Required action: Using the data below, show every line where the word "attachments" occurs.

=== Begin Enclosure ===

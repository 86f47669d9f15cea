//! DBA Vault CLI - manage encrypted password databases from the terminal
//!
//! Every command works on the storage directory shared with other front ends.
//! Passwords come from `--password` / `DBA_VAULT_PASSWORD` or an interactive prompt.

mod commands;

use anyhow::Result;
use clap::{Parser, Subcommand};
use std::path::PathBuf;
use tracing_subscriber::EnvFilter;

/// DBA Vault - encrypted multi-database password manager
#[derive(Parser, Debug)]
#[command(name = "dba-vault")]
#[command(author = "Symbia Labs")]
#[command(version)]
#[command(about = "DBA Vault - encrypted multi-database password manager")]
struct Args {
    /// Storage directory (defaults to the platform data directory)
    #[arg(long, global = true, env = "DBA_VAULT_DIR")]
    dir: Option<PathBuf>,

    /// Database password; prompted for when absent
    #[arg(long, global = true, env = "DBA_VAULT_PASSWORD", hide_env_values = true)]
    password: Option<String>,

    #[command(subcommand)]
    command: Command,
}

#[derive(Subcommand, Debug)]
enum Command {
    /// List databases in the storage directory
    List,
    /// Create a new, empty database
    Create { name: String },
    /// Show the records of a database (defaults to the last one opened)
    Show {
        name: Option<String>,
        /// Print record passwords too
        #[arg(long)]
        reveal: bool,
    },
    /// Add or replace a record
    Put {
        name: String,
        key: String,
        #[arg(long, default_value = "")]
        username: String,
        #[arg(long, default_value = "")]
        email: String,
        /// Record password; prompted for when absent
        #[arg(long)]
        secret: Option<String>,
        #[arg(long, default_value = "")]
        comment: String,
        /// Use the email address as login
        #[arg(long)]
        copy_email: bool,
        /// Files to attach to the record
        #[arg(long = "attach")]
        attachments: Vec<PathBuf>,
    },
    /// Remove a record
    Remove { name: String, key: String },
    /// Rename a database
    Rename { name: String, new_name: String },
    /// Change the password of a database
    Passwd { name: String },
    /// Delete a database
    Delete {
        name: String,
        /// Do not ask for confirmation
        #[arg(long)]
        yes: bool,
    },
    /// Copy a database file out of storage
    Export {
        name: String,
        /// File or directory; defaults to the configured export directory
        destination: Option<PathBuf>,
    },
    /// Copy an external .dba file into storage
    Import { file: PathBuf },
    /// Install a database from a legacy .db/.bin archive
    ImportLegacy { archive: PathBuf },
    /// Show or change settings
    Config {
        /// Default export directory
        #[arg(long, conflicts_with = "clear_export_dir")]
        export_dir: Option<PathBuf>,
        #[arg(long)]
        clear_export_dir: bool,
    },
}

#[tokio::main]
async fn main() -> Result<()> {
    let args = Args::parse();

    tracing_subscriber::fmt()
        .with_env_filter(EnvFilter::try_from_default_env().unwrap_or_else(|_| EnvFilter::new("warn")))
        .with_writer(std::io::stderr)
        .init();

    let mut app = commands::App::load(args.dir, args.password).await?;

    match args.command {
        Command::List => app.list().await,
        Command::Create { name } => app.create(name).await,
        Command::Show { name, reveal } => app.show(name, reveal).await,
        Command::Put {
            name,
            key,
            username,
            email,
            secret,
            comment,
            copy_email,
            attachments,
        } => {
            let entry = commands::NewRecord {
                key,
                username,
                email,
                secret,
                comment,
                copy_email,
                attachments,
            };
            app.put(name, entry).await
        }
        Command::Remove { name, key } => app.remove(name, key).await,
        Command::Rename { name, new_name } => app.rename(name, new_name).await,
        Command::Passwd { name } => app.passwd(name).await,
        Command::Delete { name, yes } => app.delete(name, yes).await,
        Command::Export { name, destination } => app.export(name, destination).await,
        Command::Import { file } => app.import(file).await,
        Command::ImportLegacy { archive } => app.import_legacy(archive).await,
        Command::Config {
            export_dir,
            clear_export_dir,
        } => app.config(export_dir, clear_export_dir).await,
    }
}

=== End Enclosure ===

Result of this exercise:
        attachments: Vec<PathBuf>,
            attachments,
                attachments,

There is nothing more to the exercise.